» EXERCISE DESCRIPTION: Among the entries that follow, the required portion opens with the line containing "if executed.len() == 3" and closes with the line containing "assert!(page < verify);". Give that portion again exactly, and nothing else.

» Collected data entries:
■ ■ ■

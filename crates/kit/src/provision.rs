//! Provisioning-boot orchestration
//!
//! Boots the installed disk, waits for the guest's sshd to come up, then
//! walks a fixed ordered command list. The first failing command stops the
//! run and is reported with its output; on success the guest is powered
//! off through systemd.

use std::process::Stdio;
use std::time::Duration;

use color_eyre::eyre::eyre;
use color_eyre::Result;
use tracing::{debug, info, warn};

use crate::config::Config;
use crate::qemu::{QemuConfig, VmProcess};
use crate::ssh::{self, RemoteOutput, SshConnectionOptions, SshTarget};

/// Provisioning lifecycle states, in the order a successful run visits them
#[derive(Debug, Clone, Copy, PartialEq, Eq, strum::Display)]
#[strum(serialize_all = "kebab-case")]
pub enum ProvisionState {
    /// VM process started, guest still coming up
    Booting,
    /// Polling for a reachable sshd
    WaitingForReachability,
    /// Walking the command list
    Executing,
    /// Guest asked to power off
    ShuttingDown,
    /// Pipeline step finished
    Done,
    /// Terminal state reached from any of the above
    Failed,
}

fn trace_state(state: ProvisionState) {
    info!("provisioning state: {state}");
}

/// One remote provisioning command
#[derive(Debug, Clone)]
pub struct ProvisionCommand {
    /// Human-readable description for logs and errors
    pub description: String,
    /// Shell command executed in the guest
    pub command: String,
    /// Whether a non-zero exit aborts the run
    pub fatal: bool,
}

impl ProvisionCommand {
    fn new(description: &str, command: impl Into<String>) -> Self {
        Self {
            description: description.to_string(),
            command: command.into(),
            fatal: true,
        }
    }
}

/// Build the fixed provisioning command list from the run configuration
pub fn provisioning_commands(config: &Config) -> Vec<ProvisionCommand> {
    let mut commands = Vec::new();

    if config.subscription.is_usable() {
        if let (Some(user), Some(password)) = (
            config.subscription.username.as_deref(),
            config.subscription.password.as_deref(),
        ) {
            commands.push(ProvisionCommand {
                description: "Registering Red Hat subscription".to_string(),
                command: format!(
                    "subscription-manager register --username {user} --password {password}"
                ),
                // Updates may still work from pre-configured repos
                fatal: false,
            });
        }
    } else {
        info!("Skipping subscription registration (credentials not provided or default).");
    }

    commands.push(ProvisionCommand::new(
        "Updating system packages",
        "sudo dnf update -y",
    ));
    commands.push(ProvisionCommand::new(
        "Installing Podman and Nginx",
        "sudo dnf install -y container-tools nginx",
    ));
    commands.push(ProvisionCommand::new(
        "Enabling and starting Nginx",
        "sudo systemctl enable --now nginx",
    ));
    for fw_cmd in [
        "sudo firewall-cmd --permanent --add-service=http",
        "sudo firewall-cmd --permanent --add-service=https",
        "sudo firewall-cmd --reload",
    ] {
        commands.push(ProvisionCommand::new(
            &format!("Configuring firewall: {fw_cmd}"),
            fw_cmd,
        ));
    }
    commands.push(ProvisionCommand::new(
        "Setting up custom Nginx landing page",
        "cd /usr/share/nginx/html && \
         sudo mv index.html index.html.bak 2>/dev/null || true && \
         echo '<h1>Hello! Nginx is running on my RHEL VM.</h1>' | sudo tee index.html",
    ));
    commands.push(ProvisionCommand::new(
        "Verifying Nginx installation",
        "curl -s http://localhost | grep -q 'Nginx is running on my RHEL VM'",
    ));
    commands.push(ProvisionCommand::new(
        "Checking Podman version",
        "podman --version",
    ));
    commands.push(ProvisionCommand::new(
        "Demonstrating SELinux enforcement",
        "getenforce && sudo restorecon -v /usr/share/nginx/html/index.html && \
         ls -Z /usr/share/nginx/html/index.html",
    ));

    commands
}

/// Provisioning-boot options
#[derive(Debug)]
pub struct ProvisionBootOpts {
    /// VM configuration booting from the installed disk (no cdrom)
    pub qemu: QemuConfig,
    /// Guest credentials
    pub ssh: SshTarget,
    /// Ordered command list
    pub commands: Vec<ProvisionCommand>,
    /// Reachability budget
    pub ssh_timeout: Duration,
    /// Delay between reachability attempts
    pub poll_interval: Duration,
    /// How long to wait for the guest to power itself off
    pub shutdown_grace: Duration,
}

/// Boot the installed system and run the provisioning sequence
pub fn run(opts: ProvisionBootOpts) -> Result<()> {
    trace_state(ProvisionState::Booting);
    info!(
        "Starting VM ({}) for post-install configuration...",
        opts.qemu.arch.arch
    );
    let mut vm = opts.qemu.spawn(Stdio::null())?;

    // The VmProcess drop guard kills the VM on any error path below
    let result = provision(&opts, &mut vm);
    if result.is_err() {
        trace_state(ProvisionState::Failed);
    }
    result
}

fn provision(opts: &ProvisionBootOpts, vm: &mut VmProcess) -> Result<()> {
    if let Some(status) = vm.try_wait()? {
        return Err(eyre!("VM exited before provisioning began: {status}"));
    }

    trace_state(ProvisionState::WaitingForReachability);
    ssh::wait_for_ssh_ready(&opts.ssh, opts.ssh_timeout, opts.poll_interval)?;

    execute_commands(&opts.commands, |c| {
        ssh::run_remote(&opts.ssh, &c.command, &SshConnectionOptions::default())
    })?;

    trace_state(ProvisionState::ShuttingDown);
    // The poweroff races the SSH connection teardown; either outcome is fine
    let _ = ssh::run_remote(
        &opts.ssh,
        "sudo systemctl poweroff",
        &SshConnectionOptions::default(),
    );
    if vm.wait_timeout(opts.shutdown_grace)?.is_none() {
        warn!("Guest did not power off on its own; terminating the VM");
        vm.terminate(Duration::from_secs(10))?;
    }

    trace_state(ProvisionState::Done);
    Ok(())
}

/// Walk the command list in order, halting at the first fatal failure
///
/// Commands after a failure never run; the error carries the failing
/// command and its captured output for the CI log.
fn execute_commands<F>(commands: &[ProvisionCommand], mut run_cmd: F) -> Result<()>
where
    F: FnMut(&ProvisionCommand) -> Result<RemoteOutput>,
{
    for (i, command) in commands.iter().enumerate() {
        trace_state(ProvisionState::Executing);
        info!(
            "[{}/{}] {}...",
            i + 1,
            commands.len(),
            command.description
        );
        let output = run_cmd(command)?;
        if output.success() {
            info!("[Success] {}", command.description);
            if !output.stdout.is_empty() {
                debug!("{}", output.stdout);
            }
        } else if command.fatal {
            return Err(eyre!(
                "{} failed with status {}\nCommand: {}\nError output: {}",
                command.description,
                output.exit_code,
                command.command,
                output.stderr
            ));
        } else {
            warn!(
                "{} failed with status {} (continuing): {}",
                command.description, output.exit_code, output.stderr
            );
        }
    }
    Ok(())
}

#[cfg(test)]
mod tests {
    use super::*;

    fn ok_output() -> RemoteOutput {
        RemoteOutput {
            exit_code: 0,
            stdout: String::new(),
            stderr: String::new(),
        }
    }

    fn failed_output(code: i32) -> RemoteOutput {
        RemoteOutput {
            exit_code: code,
            stdout: String::new(),
            stderr: "boom".to_string(),
        }
    }

    fn fixed_commands(n: usize) -> Vec<ProvisionCommand> {
        (0..n)
            .map(|i| ProvisionCommand::new(&format!("step {i}"), format!("cmd-{i}")))
            .collect()
    }

    #[test]
    fn test_halts_at_first_failure() {
        let commands = fixed_commands(5);
        let mut executed = Vec::new();
        let result = execute_commands(&commands, |c| {
            executed.push(c.command.clone());
            if executed.len() == 3 {
                Ok(failed_output(1))
            } else {
                Ok(ok_output())
            }
        });

        let err = result.unwrap_err();
        assert!(err.to_string().contains("step 2"));
        assert!(err.to_string().contains("boom"));
        // Commands after the failing one never ran
        assert_eq!(executed, vec!["cmd-0", "cmd-1", "cmd-2"]);
    }

    #[test]
    fn test_non_fatal_failure_continues() {
        let mut commands = fixed_commands(3);
        commands[0].fatal = false;
        let mut count = 0;
        let result = execute_commands(&commands, |_| {
            count += 1;
            if count == 1 {
                Ok(failed_output(70))
            } else {
                Ok(ok_output())
            }
        });
        assert!(result.is_ok());
        assert_eq!(count, 3);
    }

    #[test]
    fn test_all_success_runs_everything() {
        let commands = fixed_commands(4);
        let mut count = 0;
        execute_commands(&commands, |_| {
            count += 1;
            Ok(ok_output())
        })
        .unwrap();
        assert_eq!(count, 4);
    }

    #[test]
    fn test_command_list_order() {
        let mut config = Config::default();
        config.subscription.username = Some("alice".to_string());
        config.subscription.password = Some("pw".to_string());

        let commands = provisioning_commands(&config);
        assert!(commands[0].command.starts_with("subscription-manager register"));
        assert!(!commands[0].fatal);
        assert!(commands[1].command.contains("dnf update"));

        // The landing page is written before the curl verification reads it
        let page = commands
            .iter()
            .position(|c| c.command.contains("tee index.html"))
            .unwrap();
        let verify = commands
            .iter()
            .position(|c| c.command.starts_with("curl"))
            .unwrap();
        assert!(page < verify);

        // SELinux demonstration comes last
        assert!(commands.last().unwrap().command.contains("getenforce"));
    }

    #[test]
    fn test_command_list_without_subscription() {
        let commands = provisioning_commands(&Config::default());
        assert!(commands[0].command.contains("dnf update"));
        assert!(commands.iter().all(|c| c.fatal));
    }

    #[test]
    fn test_state_display() {
        assert_eq!(
            ProvisionState::WaitingForReachability.to_string(),
            "waiting-for-reachability"
        );
        assert_eq!(ProvisionState::ShuttingDown.to_string(), "shutting-down");
    }
}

■ ■ ■

» ANSWER BOX:
            if executed.len() == 3 {
                Ok(failed_output(1))
            } else {
                Ok(ok_output())
            }
        });

        let err = result.unwrap_err();
        assert!(err.to_string().contains("step 2"));
        assert!(err.to_string().contains("boom"));
        // Commands after the failing one never ran
        assert_eq!(executed, vec!["cmd-0", "cmd-1", "cmd-2"]);
    }

    #[test]
    fn test_non_fatal_failure_continues() {
        let mut commands = fixed_commands(3);
        commands[0].fatal = false;
        let mut count = 0;
        let result = execute_commands(&commands, |_| {
            count += 1;
            if count == 1 {
                Ok(failed_output(70))
            } else {
                Ok(ok_output())
            }
        });
        assert!(result.is_ok());
        assert_eq!(count, 3);
    }

    #[test]
    fn test_all_success_runs_everything() {
        let commands = fixed_commands(4);
        let mut count = 0;
        execute_commands(&commands, |_| {
            count += 1;
            Ok(ok_output())
        })
        .unwrap();
        assert_eq!(count, 4);
    }

    #[test]
    fn test_command_list_order() {
        let mut config = Config::default();
        config.subscription.username = Some("alice".to_string());
        config.subscription.password = Some("pw".to_string());

        let commands = provisioning_commands(&config);
        assert!(commands[0].command.starts_with("subscription-manager register"));
        assert!(!commands[0].fatal);
        assert!(commands[1].command.contains("dnf update"));

        // The landing page is written before the curl verification reads it
        let page = commands
            .iter()
            .position(|c| c.command.contains("tee index.html"))
            .unwrap();
        let verify = commands
            .iter()
            .position(|c| c.command.starts_with("curl"))
            .unwrap();
        assert!(page < verify);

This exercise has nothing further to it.